SUPPLIED INFORMATION Start Marker

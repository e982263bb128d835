//! Column/property mapping tables for single-table write handlers
//!
//! Each type gets an ordered table keyed by column name. Junction relations
//! have no column on the owning table; they are keyed by a name claimed from
//! the same namespace as the columns, normally the property name:
//!
//! - scalar/json column: `"<property>"`
//! - object column: `"<property>:object"`
//! - array/map of objects: `"<property>:<array|map>:<table>:<ownerColumn>:<foreignColumn>"`

use std::fmt;
use std::str::FromStr;

use indexmap::IndexMap;
use serde::{Deserialize, Serialize};

use super::layout::{CollectionKind, Slot, TableLayout};
use crate::error::{CompileError, CompileResult};

/// One decoded mapping entry
#[derive(Debug, Clone, PartialEq, Eq, Serialize, Deserialize)]
#[serde(try_from = "String", into = "String")]
pub enum PropertyMapping {
    /// Column stored as-is under the given property
    Scalar { property: String },
    /// Foreign key column holding the id of a single related object
    Object { property: String },
    /// Relation maintained through a junction table
    Relation {
        property: String,
        kind: CollectionKind,
        table: String,
        owner_column: String,
        foreign_column: String,
    },
}

impl PropertyMapping {
    pub fn property(&self) -> &str {
        match self {
            PropertyMapping::Scalar { property }
            | PropertyMapping::Object { property }
            | PropertyMapping::Relation { property, .. } => property,
        }
    }

    /// Decode a mapping entry
    pub fn parse(encoded: &str) -> CompileResult<Self> {
        let invalid = |reason: String| CompileError::InvalidRelationMapping {
            mapping: encoded.to_string(),
            reason,
        };

        let parts: Vec<&str> = encoded.split(':').collect();
        if parts.iter().any(|p| p.is_empty()) {
            return Err(invalid("empty field".to_string()));
        }

        match parts.as_slice() {
            [property] => Ok(PropertyMapping::Scalar {
                property: property.to_string(),
            }),
            [property, "object"] => Ok(PropertyMapping::Object {
                property: property.to_string(),
            }),
            [property, kind, table, owner_column, foreign_column] => {
                let kind = match *kind {
                    "array" => CollectionKind::Array,
                    "map" => CollectionKind::Map,
                    other => return Err(invalid(format!("unknown relation kind '{}'", other))),
                };
                Ok(PropertyMapping::Relation {
                    property: property.to_string(),
                    kind,
                    table: table.to_string(),
                    owner_column: owner_column.to_string(),
                    foreign_column: foreign_column.to_string(),
                })
            }
            [_, kind] => Err(invalid(format!("unknown relation kind '{}'", kind))),
            _ => Err(invalid(format!(
                "expected 1, 2 or 5 fields, got {}",
                parts.len()
            ))),
        }
    }
}

impl fmt::Display for PropertyMapping {
    fn fmt(&self, f: &mut fmt::Formatter<'_>) -> fmt::Result {
        match self {
            PropertyMapping::Scalar { property } => write!(f, "{}", property),
            PropertyMapping::Object { property } => write!(f, "{}:object", property),
            PropertyMapping::Relation {
                property,
                kind,
                table,
                owner_column,
                foreign_column,
            } => write!(
                f,
                "{}:{}:{}:{}:{}",
                property,
                kind.as_str(),
                table,
                owner_column,
                foreign_column
            ),
        }
    }
}

impl FromStr for PropertyMapping {
    type Err = CompileError;

    fn from_str(s: &str) -> Result<Self, Self::Err> {
        Self::parse(s)
    }
}

impl TryFrom<String> for PropertyMapping {
    type Error = CompileError;

    fn try_from(value: String) -> CompileResult<Self> {
        Self::parse(&value)
    }
}

impl From<PropertyMapping> for String {
    fn from(mapping: PropertyMapping) -> Self {
        mapping.to_string()
    }
}

/// Mapping table of one type, in property order
pub type MappingTable = IndexMap<String, PropertyMapping>;

/// Derive the mapping table of a type from its layout
pub fn mapping_table(layout: &TableLayout<'_>) -> MappingTable {
    let mut table = MappingTable::new();
    for slot in &layout.slots {
        match slot {
            Slot::Column {
                property, column, ..
            } => {
                table.insert(
                    column.clone(),
                    PropertyMapping::Scalar {
                        property: property.name.clone(),
                    },
                );
            }
            Slot::ForeignKey {
                property, column, ..
            } => {
                table.insert(
                    column.clone(),
                    PropertyMapping::Object {
                        property: property.name.clone(),
                    },
                );
            }
            Slot::Junction {
                property,
                mapping_key,
                kind,
                table: junction,
                owner_column,
                target_column,
                ..
            } => {
                table.insert(
                    mapping_key.clone(),
                    PropertyMapping::Relation {
                        property: property.name.clone(),
                        kind: *kind,
                        table: junction.clone(),
                        owner_column: owner_column.clone(),
                        foreign_column: target_column.clone(),
                    },
                );
            }
            Slot::Dropped { .. } => {}
        }
    }
    table
}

SUPPLIED INFORMATION End Marker

- _WHAT YOU HAVE TO DO_
All lines above with "encoded" in them should be returned.

- _SOLVED EXERCISE_
    pub fn parse(encoded: &str) -> CompileResult<Self> {
            mapping: encoded.to_string(),
        let parts: Vec<&str> = encoded.split(':').collect();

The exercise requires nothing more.